I'm at a work party and I don't know how to drink socially. You know, like slow?
a lady just got escorted out of the bar because she came in carrying a can of gasoline while smoking a cigarette....this place is the definition of class
small problem..I have a major exam in the morning so I might have to go to the library after the party
so no drinking for you?
don't be silly
I don't really want to write this paper. It's the last one of the semester - I need to savor the feeling of procrastination.
she just walked in and said "well, I got peed on again"...
I woke up with her little sister yelling "she's dead !!" from the bathroom doorway.

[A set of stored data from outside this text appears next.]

//! Per-target artifact files
//!
//! Layout under the output directory:
//!
//! ```text
//! <dir>/<room_id>/details.json
//! <dir>/<room_id>/calendar.csv
//! <dir>/<room_id>/reviews.json
//! <dir>/cities/<slug>/listings.json
//! ```

use crate::output::{OutputError, OutputResult};
use crate::parse::{Calendar, ListingDetails, ListingSummary, Review};
use crate::storage::TargetKind;
use serde::Serialize;
use std::fs;
use std::path::{Path, PathBuf};

/// Writes artifacts atomically under one root directory
#[derive(Debug, Clone)]
pub struct OutputStore {
    root: PathBuf,
}

impl OutputStore {
    pub fn new(root: impl Into<PathBuf>) -> Self {
        Self { root: root.into() }
    }

    pub fn root(&self) -> &Path {
        &self.root
    }

    /// Where the artifact for `(kind, key)` lives, whether or not it exists
    ///
    /// `key` is the room id for room datasets and the city name for searches.
    pub fn artifact_path(&self, kind: TargetKind, key: &str) -> PathBuf {
        match kind {
            TargetKind::Details => self.root.join(key).join("details.json"),
            TargetKind::Calendar => self.root.join(key).join("calendar.csv"),
            TargetKind::Reviews => self.root.join(key).join("reviews.json"),
            TargetKind::City => self.root.join("cities").join(slugify(key)).join("listings.json"),
        }
    }

    pub fn write_details(&self, details: &ListingDetails) -> OutputResult<PathBuf> {
        let path = self.artifact_path(TargetKind::Details, &details.room_id.to_string());
        write_json(&path, details)?;
        Ok(path)
    }

    pub fn write_reviews(&self, room_id: u64, reviews: &[Review]) -> OutputResult<PathBuf> {
        let path = self.artifact_path(TargetKind::Reviews, &room_id.to_string());
        write_json(&path, &reviews)?;
        Ok(path)
    }

    pub fn write_city(&self, city: &str, listings: &[ListingSummary]) -> OutputResult<PathBuf> {
        let path = self.artifact_path(TargetKind::City, city);
        write_json(&path, &listings)?;
        Ok(path)
    }

    /// One row per calendar day
    pub fn write_calendar(&self, calendar: &Calendar) -> OutputResult<PathBuf> {
        let path = self.artifact_path(TargetKind::Calendar, &calendar.room_id.to_string());
        write_atomic(&path, &calendar_csv(calendar)?)?;
        Ok(path)
    }
}

#[derive(Serialize)]
struct CalendarRow<'a> {
    date: &'a str,
    available: bool,
    min_nights: u32,
    max_nights: u32,
    available_for_checkin: bool,
    available_for_checkout: bool,
    bookable: bool,
    price_formatted: &'a str,
    price_amount: f64,
    price_currency: &'a str,
}

fn calendar_csv(calendar: &Calendar) -> OutputResult<Vec<u8>> {
    let mut writer = csv::Writer::from_writer(Vec::new());
    for day in calendar.days() {
        writer.serialize(CalendarRow {
            date: &day.date,
            available: day.available,
            min_nights: day.min_nights,
            max_nights: day.max_nights,
            available_for_checkin: day.available_for_checkin,
            available_for_checkout: day.available_for_checkout,
            bookable: day.bookable,
            price_formatted: &day.price.formatted,
            price_amount: day.price.amount,
            price_currency: &day.price.currency,
        })?;
    }
    writer
        .into_inner()
        .map_err(|e| OutputError::Io(e.into_error()))
}

fn write_json<T: Serialize + ?Sized>(path: &Path, value: &T) -> OutputResult<()> {
    let bytes = serde_json::to_vec_pretty(value)?;
    write_atomic(path, &bytes)
}

/// Writes to a sibling temp file, then renames over `path`
fn write_atomic(path: &Path, bytes: &[u8]) -> OutputResult<()> {
    let parent = path
        .parent()
        .ok_or_else(|| OutputError::InvalidPath(path.to_path_buf()))?;
    fs::create_dir_all(parent)?;

    let file_name = path
        .file_name()
        .ok_or_else(|| OutputError::InvalidPath(path.to_path_buf()))?;
    let mut tmp_name = file_name.to_os_string();
    tmp_name.push(".tmp");
    let tmp = parent.join(tmp_name);

    fs::write(&tmp, bytes)?;
    if let Err(e) = fs::rename(&tmp, path) {
        let _ = fs::remove_file(&tmp);
        return Err(e.into());
    }

    tracing::debug!(path = %path.display(), bytes = bytes.len(), "wrote artifact");
    Ok(())
}

/// Lowercase ASCII alphanumerics joined by single dashes
pub fn slugify(name: &str) -> String {
    let mut slug = String::with_capacity(name.len());
    for c in name.chars() {
        if c.is_ascii_alphanumeric() {
            slug.push(c.to_ascii_lowercase());
        } else if !slug.is_empty() && !slug.ends_with('-') {
            slug.push('-');
        }
    }
    let slug = slug.trim_end_matches('-').to_string();
    if slug.is_empty() {
        "unnamed".to_string()
    } else {
        slug
    }
}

Just KTHXBAIed an old man for staring at me
all I remember is repeatedly winking at the fire marshall while he was counting the people in the bar
constantly striving to make life awkward and more complicated, one drunk bone at a time.
Oh and I ate all of your Cinnamon Toast Crunch. Consider it part of your reparation payment for accidental anal insertion. I may continue to collect payments until I am no longer sore.
Just you wait I'll be crying and puking everywhere in no time
forgot to tell you your neighbor walked out of her house this morning just as I was leaving shirtless
I want a shirt that says, "I'm sorry for the things I said when it was Taco Tuesday"
Drunk me commented on almost all of her pictures. My favorite one is titled "be as the sea". My comment is "cold, rough, large and letting anyone come inside you. you accomplished." Guessing I'm not invited to the party anymore.
I really need to get to the point where I can poop at his house. I’ve taken three shits on the way home already.